> _Task goal_: All lines of the material that contain "RouteSpec" must be copied out.

> _The records_:
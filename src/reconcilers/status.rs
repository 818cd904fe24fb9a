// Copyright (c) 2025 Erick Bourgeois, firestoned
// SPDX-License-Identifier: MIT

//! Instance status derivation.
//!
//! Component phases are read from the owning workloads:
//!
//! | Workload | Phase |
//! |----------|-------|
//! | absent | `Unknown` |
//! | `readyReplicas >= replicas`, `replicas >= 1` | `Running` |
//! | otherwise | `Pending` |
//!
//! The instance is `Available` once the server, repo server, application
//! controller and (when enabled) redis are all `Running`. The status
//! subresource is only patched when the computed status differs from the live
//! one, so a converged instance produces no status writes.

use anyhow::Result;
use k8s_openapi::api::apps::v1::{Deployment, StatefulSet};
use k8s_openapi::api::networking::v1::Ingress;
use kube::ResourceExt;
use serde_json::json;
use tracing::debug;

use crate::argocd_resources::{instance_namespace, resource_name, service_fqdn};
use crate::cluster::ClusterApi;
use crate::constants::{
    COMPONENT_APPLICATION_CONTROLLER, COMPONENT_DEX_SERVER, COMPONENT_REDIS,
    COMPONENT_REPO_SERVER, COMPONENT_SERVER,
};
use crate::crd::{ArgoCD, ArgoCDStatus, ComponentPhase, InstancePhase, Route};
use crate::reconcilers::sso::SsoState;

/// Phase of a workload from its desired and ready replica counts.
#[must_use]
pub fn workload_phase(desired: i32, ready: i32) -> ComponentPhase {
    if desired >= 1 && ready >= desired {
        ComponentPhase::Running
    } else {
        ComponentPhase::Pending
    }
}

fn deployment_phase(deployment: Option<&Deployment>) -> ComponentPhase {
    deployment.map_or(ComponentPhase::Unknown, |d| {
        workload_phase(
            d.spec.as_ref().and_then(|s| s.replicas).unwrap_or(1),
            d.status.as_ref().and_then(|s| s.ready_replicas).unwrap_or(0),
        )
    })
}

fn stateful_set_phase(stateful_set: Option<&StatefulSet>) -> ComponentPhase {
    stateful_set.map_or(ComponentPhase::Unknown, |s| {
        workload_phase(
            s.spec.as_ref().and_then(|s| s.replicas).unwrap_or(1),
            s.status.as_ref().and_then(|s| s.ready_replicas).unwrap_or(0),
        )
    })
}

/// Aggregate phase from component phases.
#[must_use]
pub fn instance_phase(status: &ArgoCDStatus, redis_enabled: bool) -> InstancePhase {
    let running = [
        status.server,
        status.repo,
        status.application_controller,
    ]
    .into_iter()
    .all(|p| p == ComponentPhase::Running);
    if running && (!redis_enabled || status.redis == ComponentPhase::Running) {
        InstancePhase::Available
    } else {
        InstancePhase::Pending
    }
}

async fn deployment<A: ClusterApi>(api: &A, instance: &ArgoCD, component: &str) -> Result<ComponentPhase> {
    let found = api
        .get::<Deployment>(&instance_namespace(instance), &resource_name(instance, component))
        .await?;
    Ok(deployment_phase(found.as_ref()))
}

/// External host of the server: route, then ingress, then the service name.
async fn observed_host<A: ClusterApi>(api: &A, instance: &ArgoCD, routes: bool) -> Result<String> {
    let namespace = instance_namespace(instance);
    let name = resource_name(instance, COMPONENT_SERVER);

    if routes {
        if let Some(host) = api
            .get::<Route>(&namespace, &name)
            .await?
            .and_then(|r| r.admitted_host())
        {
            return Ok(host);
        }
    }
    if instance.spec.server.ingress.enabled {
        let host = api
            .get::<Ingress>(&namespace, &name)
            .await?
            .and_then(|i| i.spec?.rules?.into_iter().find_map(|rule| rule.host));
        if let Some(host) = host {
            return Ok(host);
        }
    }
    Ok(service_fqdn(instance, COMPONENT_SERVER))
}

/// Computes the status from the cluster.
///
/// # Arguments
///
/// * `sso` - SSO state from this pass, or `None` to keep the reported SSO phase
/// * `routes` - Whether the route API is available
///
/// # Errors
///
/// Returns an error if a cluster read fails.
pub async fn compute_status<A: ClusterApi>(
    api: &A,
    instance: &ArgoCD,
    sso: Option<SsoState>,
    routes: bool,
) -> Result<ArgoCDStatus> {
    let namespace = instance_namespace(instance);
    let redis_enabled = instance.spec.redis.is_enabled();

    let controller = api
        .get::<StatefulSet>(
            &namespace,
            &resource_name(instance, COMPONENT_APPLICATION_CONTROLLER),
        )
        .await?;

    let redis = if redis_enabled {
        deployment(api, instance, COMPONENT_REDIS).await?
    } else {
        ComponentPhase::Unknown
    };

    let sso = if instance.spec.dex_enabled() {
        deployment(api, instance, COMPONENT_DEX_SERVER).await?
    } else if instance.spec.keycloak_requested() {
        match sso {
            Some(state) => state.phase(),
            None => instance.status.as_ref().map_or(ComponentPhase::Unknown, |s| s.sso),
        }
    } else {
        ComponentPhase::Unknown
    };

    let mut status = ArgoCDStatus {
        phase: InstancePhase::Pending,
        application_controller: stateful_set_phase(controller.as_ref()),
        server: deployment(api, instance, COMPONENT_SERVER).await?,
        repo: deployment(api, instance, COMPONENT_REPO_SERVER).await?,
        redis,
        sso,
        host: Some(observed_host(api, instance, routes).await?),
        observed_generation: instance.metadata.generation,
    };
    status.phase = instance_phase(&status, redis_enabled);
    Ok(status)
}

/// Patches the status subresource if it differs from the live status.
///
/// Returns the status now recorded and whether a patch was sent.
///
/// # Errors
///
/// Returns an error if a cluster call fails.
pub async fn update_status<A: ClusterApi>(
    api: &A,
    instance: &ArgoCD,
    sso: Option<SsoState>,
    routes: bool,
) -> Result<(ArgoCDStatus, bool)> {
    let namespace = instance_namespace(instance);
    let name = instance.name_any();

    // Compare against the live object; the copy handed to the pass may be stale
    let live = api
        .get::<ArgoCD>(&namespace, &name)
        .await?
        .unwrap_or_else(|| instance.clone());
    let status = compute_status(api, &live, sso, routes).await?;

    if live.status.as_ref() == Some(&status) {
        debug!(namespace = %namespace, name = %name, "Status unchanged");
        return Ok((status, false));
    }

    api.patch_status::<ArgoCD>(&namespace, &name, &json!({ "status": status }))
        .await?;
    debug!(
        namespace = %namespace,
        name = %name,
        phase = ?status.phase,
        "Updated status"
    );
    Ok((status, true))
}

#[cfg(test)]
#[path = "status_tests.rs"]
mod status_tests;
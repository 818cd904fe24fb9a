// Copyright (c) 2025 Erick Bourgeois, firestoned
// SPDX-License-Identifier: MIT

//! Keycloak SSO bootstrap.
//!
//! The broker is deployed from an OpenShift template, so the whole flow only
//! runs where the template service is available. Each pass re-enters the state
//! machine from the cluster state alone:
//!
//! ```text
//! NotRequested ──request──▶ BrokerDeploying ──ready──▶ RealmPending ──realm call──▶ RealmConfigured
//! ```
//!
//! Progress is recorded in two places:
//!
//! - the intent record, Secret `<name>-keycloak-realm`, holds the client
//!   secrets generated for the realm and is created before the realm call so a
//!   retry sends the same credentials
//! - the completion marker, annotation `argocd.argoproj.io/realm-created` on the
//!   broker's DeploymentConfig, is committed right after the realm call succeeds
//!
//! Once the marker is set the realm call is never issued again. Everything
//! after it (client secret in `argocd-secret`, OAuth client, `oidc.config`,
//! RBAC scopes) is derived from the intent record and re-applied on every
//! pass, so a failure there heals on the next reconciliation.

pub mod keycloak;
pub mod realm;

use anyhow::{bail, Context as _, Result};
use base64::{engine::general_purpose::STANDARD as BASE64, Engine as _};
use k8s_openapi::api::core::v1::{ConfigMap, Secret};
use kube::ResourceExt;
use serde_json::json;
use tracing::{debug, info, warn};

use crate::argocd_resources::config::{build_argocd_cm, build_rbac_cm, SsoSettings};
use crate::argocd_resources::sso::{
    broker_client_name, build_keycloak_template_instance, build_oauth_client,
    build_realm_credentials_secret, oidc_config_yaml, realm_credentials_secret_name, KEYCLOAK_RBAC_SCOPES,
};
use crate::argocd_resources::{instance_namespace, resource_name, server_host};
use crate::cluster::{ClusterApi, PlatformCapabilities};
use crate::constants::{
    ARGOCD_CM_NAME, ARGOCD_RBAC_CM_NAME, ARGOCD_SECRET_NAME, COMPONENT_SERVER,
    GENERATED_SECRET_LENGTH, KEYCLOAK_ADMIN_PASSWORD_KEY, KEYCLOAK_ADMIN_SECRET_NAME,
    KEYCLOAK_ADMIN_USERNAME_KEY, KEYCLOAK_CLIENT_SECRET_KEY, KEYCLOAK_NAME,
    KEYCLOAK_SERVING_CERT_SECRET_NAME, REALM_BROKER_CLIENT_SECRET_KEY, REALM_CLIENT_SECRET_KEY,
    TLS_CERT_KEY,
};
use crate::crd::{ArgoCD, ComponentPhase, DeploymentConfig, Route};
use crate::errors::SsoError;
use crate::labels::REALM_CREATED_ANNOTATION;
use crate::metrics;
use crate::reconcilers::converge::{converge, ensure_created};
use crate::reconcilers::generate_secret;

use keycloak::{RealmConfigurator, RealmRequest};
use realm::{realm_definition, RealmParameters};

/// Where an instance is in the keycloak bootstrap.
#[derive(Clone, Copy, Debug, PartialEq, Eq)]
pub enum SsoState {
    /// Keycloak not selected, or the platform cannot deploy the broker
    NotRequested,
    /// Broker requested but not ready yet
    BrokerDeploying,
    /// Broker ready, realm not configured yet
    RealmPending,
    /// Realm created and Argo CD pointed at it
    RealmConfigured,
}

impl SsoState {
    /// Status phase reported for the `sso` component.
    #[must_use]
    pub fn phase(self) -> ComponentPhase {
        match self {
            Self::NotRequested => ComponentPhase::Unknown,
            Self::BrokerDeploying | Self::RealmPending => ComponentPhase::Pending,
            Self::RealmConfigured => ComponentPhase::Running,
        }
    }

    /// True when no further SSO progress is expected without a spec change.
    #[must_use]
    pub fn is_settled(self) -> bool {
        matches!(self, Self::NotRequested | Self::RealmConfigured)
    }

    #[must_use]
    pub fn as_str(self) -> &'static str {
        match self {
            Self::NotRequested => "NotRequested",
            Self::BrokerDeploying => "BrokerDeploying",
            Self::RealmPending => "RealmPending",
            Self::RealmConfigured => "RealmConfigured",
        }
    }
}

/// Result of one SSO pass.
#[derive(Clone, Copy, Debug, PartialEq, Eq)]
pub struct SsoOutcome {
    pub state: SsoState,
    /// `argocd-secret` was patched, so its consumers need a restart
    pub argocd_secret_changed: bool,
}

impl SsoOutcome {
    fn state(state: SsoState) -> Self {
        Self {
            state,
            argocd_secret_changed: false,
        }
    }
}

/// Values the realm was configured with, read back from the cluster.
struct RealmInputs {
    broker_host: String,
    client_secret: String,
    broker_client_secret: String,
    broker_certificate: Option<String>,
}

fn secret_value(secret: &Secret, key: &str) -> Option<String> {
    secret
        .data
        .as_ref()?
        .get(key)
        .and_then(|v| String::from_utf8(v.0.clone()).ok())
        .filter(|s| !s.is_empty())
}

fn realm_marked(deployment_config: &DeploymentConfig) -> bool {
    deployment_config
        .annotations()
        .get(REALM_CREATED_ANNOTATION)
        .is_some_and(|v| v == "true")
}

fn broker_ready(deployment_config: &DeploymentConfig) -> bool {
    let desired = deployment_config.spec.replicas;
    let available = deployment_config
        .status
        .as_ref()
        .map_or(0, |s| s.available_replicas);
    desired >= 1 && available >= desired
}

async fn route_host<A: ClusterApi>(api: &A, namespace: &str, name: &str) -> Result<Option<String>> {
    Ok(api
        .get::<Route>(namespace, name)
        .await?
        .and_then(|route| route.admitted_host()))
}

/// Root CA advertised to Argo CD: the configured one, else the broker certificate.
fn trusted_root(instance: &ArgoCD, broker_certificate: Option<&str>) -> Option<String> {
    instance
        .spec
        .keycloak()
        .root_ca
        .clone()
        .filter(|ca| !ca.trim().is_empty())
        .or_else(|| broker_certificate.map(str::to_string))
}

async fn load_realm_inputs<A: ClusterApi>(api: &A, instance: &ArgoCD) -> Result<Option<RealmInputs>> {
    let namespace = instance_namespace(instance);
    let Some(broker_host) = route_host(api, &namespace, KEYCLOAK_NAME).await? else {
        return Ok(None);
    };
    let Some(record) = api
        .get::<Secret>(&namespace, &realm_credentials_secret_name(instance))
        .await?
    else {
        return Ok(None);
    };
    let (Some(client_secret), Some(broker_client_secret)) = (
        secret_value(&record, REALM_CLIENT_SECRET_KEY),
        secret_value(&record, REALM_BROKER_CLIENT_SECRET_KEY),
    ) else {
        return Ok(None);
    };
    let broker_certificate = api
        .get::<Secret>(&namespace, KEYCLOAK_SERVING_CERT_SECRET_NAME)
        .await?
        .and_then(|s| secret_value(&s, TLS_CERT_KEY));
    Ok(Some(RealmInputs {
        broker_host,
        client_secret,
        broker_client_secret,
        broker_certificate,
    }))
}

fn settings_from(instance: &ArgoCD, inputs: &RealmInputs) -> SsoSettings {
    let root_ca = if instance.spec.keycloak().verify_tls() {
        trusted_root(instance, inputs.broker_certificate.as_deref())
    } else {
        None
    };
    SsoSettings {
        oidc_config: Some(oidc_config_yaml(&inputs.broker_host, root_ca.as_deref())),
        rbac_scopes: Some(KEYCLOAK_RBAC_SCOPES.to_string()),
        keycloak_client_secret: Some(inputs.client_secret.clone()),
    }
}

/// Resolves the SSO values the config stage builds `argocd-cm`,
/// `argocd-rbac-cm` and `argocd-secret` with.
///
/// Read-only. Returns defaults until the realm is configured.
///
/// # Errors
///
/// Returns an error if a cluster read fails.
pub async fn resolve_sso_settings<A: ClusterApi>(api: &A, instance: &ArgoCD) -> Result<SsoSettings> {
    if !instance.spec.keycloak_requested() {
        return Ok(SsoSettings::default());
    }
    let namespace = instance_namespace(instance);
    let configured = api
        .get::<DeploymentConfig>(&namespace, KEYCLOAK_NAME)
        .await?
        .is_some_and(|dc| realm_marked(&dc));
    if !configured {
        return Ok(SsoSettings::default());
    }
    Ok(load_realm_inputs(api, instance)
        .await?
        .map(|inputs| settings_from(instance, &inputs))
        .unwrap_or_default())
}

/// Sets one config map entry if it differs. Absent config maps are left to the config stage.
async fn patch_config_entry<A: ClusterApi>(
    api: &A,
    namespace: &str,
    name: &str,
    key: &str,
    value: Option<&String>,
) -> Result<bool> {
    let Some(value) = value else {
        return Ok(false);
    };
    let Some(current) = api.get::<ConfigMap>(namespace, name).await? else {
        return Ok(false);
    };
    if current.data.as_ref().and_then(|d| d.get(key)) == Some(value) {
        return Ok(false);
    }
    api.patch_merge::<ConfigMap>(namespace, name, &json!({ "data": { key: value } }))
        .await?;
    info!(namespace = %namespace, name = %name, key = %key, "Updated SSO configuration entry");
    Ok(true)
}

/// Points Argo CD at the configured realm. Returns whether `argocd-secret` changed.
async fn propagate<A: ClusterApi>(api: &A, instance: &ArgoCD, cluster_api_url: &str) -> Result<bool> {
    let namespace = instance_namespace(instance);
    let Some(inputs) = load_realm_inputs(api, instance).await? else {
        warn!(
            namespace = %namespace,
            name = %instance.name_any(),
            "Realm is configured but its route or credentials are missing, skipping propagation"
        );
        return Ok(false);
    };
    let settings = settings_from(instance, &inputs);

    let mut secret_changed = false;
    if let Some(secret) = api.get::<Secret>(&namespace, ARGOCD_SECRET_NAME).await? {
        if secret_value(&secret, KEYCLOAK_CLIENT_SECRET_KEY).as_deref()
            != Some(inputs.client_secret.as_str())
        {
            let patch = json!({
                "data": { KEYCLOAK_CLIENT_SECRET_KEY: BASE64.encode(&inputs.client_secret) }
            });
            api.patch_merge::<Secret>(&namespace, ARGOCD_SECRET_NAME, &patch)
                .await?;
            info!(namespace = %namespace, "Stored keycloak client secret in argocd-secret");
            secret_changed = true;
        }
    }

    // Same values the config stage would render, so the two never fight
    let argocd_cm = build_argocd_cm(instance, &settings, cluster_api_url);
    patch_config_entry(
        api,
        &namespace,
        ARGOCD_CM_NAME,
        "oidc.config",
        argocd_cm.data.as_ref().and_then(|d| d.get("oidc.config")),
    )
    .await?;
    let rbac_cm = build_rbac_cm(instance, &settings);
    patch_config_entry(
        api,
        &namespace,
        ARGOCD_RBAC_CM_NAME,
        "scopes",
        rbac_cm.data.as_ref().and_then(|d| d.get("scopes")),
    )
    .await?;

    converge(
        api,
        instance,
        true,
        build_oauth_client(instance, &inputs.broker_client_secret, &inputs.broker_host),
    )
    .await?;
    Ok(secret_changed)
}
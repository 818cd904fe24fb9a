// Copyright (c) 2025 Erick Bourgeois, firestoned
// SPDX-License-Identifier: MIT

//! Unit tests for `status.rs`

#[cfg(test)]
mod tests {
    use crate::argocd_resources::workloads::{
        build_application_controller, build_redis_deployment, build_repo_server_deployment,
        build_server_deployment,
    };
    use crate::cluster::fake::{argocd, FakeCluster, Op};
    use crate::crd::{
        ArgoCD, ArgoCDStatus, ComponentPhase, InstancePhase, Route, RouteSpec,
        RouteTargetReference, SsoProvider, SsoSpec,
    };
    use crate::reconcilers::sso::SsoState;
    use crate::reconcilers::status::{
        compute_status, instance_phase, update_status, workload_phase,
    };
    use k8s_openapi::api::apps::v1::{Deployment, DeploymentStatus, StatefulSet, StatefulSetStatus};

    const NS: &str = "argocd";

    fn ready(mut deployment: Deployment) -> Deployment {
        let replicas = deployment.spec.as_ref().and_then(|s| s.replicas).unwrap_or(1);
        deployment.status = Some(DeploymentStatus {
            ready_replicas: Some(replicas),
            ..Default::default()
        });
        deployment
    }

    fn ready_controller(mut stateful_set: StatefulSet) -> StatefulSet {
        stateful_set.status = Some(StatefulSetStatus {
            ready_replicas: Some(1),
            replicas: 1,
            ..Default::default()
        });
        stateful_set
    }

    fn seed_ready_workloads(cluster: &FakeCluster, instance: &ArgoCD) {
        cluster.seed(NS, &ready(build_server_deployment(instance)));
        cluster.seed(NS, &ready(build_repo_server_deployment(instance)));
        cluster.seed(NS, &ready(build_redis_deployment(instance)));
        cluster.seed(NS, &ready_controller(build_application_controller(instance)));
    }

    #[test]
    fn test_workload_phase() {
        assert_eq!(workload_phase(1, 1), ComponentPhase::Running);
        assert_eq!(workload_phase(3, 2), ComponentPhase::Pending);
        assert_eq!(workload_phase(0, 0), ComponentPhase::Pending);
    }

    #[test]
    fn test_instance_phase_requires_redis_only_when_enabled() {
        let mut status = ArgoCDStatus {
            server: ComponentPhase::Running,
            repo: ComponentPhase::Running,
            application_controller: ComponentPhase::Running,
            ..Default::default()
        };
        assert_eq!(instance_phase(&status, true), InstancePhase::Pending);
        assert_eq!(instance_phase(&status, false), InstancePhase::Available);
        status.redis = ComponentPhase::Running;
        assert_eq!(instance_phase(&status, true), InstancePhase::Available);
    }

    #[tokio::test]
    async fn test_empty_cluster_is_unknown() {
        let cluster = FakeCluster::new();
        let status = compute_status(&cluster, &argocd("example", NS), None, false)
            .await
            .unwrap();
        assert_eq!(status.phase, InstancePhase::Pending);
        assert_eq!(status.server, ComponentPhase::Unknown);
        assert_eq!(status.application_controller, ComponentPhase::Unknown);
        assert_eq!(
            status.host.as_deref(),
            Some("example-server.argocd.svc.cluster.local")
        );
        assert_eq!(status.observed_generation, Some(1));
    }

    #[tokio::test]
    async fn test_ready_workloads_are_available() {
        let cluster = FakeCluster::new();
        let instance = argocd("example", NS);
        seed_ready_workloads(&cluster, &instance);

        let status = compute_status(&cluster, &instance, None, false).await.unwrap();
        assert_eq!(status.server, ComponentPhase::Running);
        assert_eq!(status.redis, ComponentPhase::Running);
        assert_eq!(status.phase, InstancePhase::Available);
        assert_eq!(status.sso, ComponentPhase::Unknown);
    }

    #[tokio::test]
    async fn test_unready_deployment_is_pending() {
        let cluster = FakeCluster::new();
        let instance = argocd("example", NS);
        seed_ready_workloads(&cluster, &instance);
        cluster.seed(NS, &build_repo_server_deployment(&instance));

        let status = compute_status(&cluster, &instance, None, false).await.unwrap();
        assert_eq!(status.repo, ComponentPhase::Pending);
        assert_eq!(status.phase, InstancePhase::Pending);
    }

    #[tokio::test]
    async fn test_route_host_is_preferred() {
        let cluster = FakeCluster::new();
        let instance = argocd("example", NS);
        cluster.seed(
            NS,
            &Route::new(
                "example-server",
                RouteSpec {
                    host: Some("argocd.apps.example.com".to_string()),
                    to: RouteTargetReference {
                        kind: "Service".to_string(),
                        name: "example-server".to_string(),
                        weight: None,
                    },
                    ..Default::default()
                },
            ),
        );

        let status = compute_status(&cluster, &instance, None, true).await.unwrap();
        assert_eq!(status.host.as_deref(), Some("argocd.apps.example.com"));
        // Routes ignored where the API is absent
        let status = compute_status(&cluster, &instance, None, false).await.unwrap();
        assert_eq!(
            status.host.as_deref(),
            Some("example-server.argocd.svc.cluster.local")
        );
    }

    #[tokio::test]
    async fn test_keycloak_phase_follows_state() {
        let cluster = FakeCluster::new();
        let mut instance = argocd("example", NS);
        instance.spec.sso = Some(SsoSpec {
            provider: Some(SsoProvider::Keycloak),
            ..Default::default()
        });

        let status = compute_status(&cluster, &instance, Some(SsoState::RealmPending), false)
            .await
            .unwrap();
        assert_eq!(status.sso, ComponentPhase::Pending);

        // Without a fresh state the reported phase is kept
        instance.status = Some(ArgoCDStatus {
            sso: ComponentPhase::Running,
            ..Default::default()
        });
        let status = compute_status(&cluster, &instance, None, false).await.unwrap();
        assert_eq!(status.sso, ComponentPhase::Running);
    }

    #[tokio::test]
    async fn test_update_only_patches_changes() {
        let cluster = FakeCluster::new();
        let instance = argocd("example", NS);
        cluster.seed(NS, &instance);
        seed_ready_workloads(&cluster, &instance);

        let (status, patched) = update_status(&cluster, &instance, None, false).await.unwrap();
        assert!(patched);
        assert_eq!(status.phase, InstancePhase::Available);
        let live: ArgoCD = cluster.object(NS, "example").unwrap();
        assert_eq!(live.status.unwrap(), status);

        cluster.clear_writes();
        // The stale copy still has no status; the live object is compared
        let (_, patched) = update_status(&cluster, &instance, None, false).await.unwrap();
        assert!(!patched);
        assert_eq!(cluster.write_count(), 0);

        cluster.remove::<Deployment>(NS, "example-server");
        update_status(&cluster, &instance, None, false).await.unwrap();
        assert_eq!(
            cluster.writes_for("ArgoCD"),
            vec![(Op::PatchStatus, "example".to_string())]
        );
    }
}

> _Your solution_:
        ArgoCD, ArgoCDStatus, ComponentPhase, InstancePhase, Route, RouteSpec,
                RouteSpec {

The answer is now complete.